After users reported that funds have been drained from internet- connected "hot" wallet, Solana has become the target of a new hack.
Around $8 million has been drained from the Solana network by an actor.
The attack that only affected hot wallets that are always connected to the internet is not limited to Solana. The investor reported that hisUSDC balance was taken.
Phantom, Slope and TrustWallet have been affected by the attack. The company says it has not been affected by the exploit. Solana warned that drained wallet should be treated as abandoned and compromised.
Hours after the hack, Phantom said it didn't think it was a Phantom-specific issue.
The wallet developer said that it has reason to believe that the reported exploits are due to the complicated relationship between Slope Finance and the wallet developer. We are trying to determine if there were other vulnerabilities that contributed to this incident.
Slope said that it is working to sort out the issue as quickly as possible and that it is working to fix the problem.
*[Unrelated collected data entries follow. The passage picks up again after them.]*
use crate::config::types::Config;
use crate::config::validation::validate;
use crate::ConfigError;
use sha2::{Digest, Sha256};
use std::path::Path;

/// Loads and parses a configuration file from the given path
///
/// # Arguments
///
/// * `path` - Path to the TOML configuration file
///
/// # Returns
///
/// * `Ok(Config)` - Successfully loaded and validated configuration
/// * `Err(ConfigError)` - Failed to load, parse, or validate the configuration
pub fn load_config(path: &Path) -> Result<Config, ConfigError> {
    let content = std::fs::read_to_string(path)?;
    parse_config(&content)
}

/// Parses and validates configuration text
pub fn parse_config(content: &str) -> Result<Config, ConfigError> {
    let config: Config = toml::from_str(content)?;
    validate(&config)?;
    Ok(config)
}

/// Computes a SHA-256 hash of the configuration file content
///
/// Logged at startup so archive files can be tied back to the settings that produced them.
pub fn compute_config_hash(path: &Path) -> Result<String, ConfigError> {
    let content = std::fs::read_to_string(path)?;
    let mut hasher = Sha256::new();
    hasher.update(content.as_bytes());
    Ok(hex::encode(hasher.finalize()))
}

/// Loads a configuration and returns both the config and its hash
pub fn load_config_with_hash(path: &Path) -> Result<(Config, String), ConfigError> {
    let config = load_config(path)?;
    let hash = compute_config_hash(path)?;
    Ok((config, hash))
}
Industry leaders, including Emin Gn Sirer, founder of another popular blockchain Avalanche, pointed out that the vulnerability could be a supply chain attack and that the transactions were properly signed.
Chris Kraeuter, Solana's spokesman, refused to answer our questions, but referred us to Solana's Status Twitter account, which stated that the issue does not appear to be a bug in Solana's software, but in software used by several software wallet popular among The root cause of the exploit is unknown at this time, but the company's engineers are working with multiple security researchers to identify it.
Just hours before the Solana attack, malicious actors stole almost $200 million from the cross-chain messaging protocol Nomad. A recent update to a smart contract made it easy for users to spoof transactions in the free-for-all attack.
Comments from Solana and Phantom have been updated.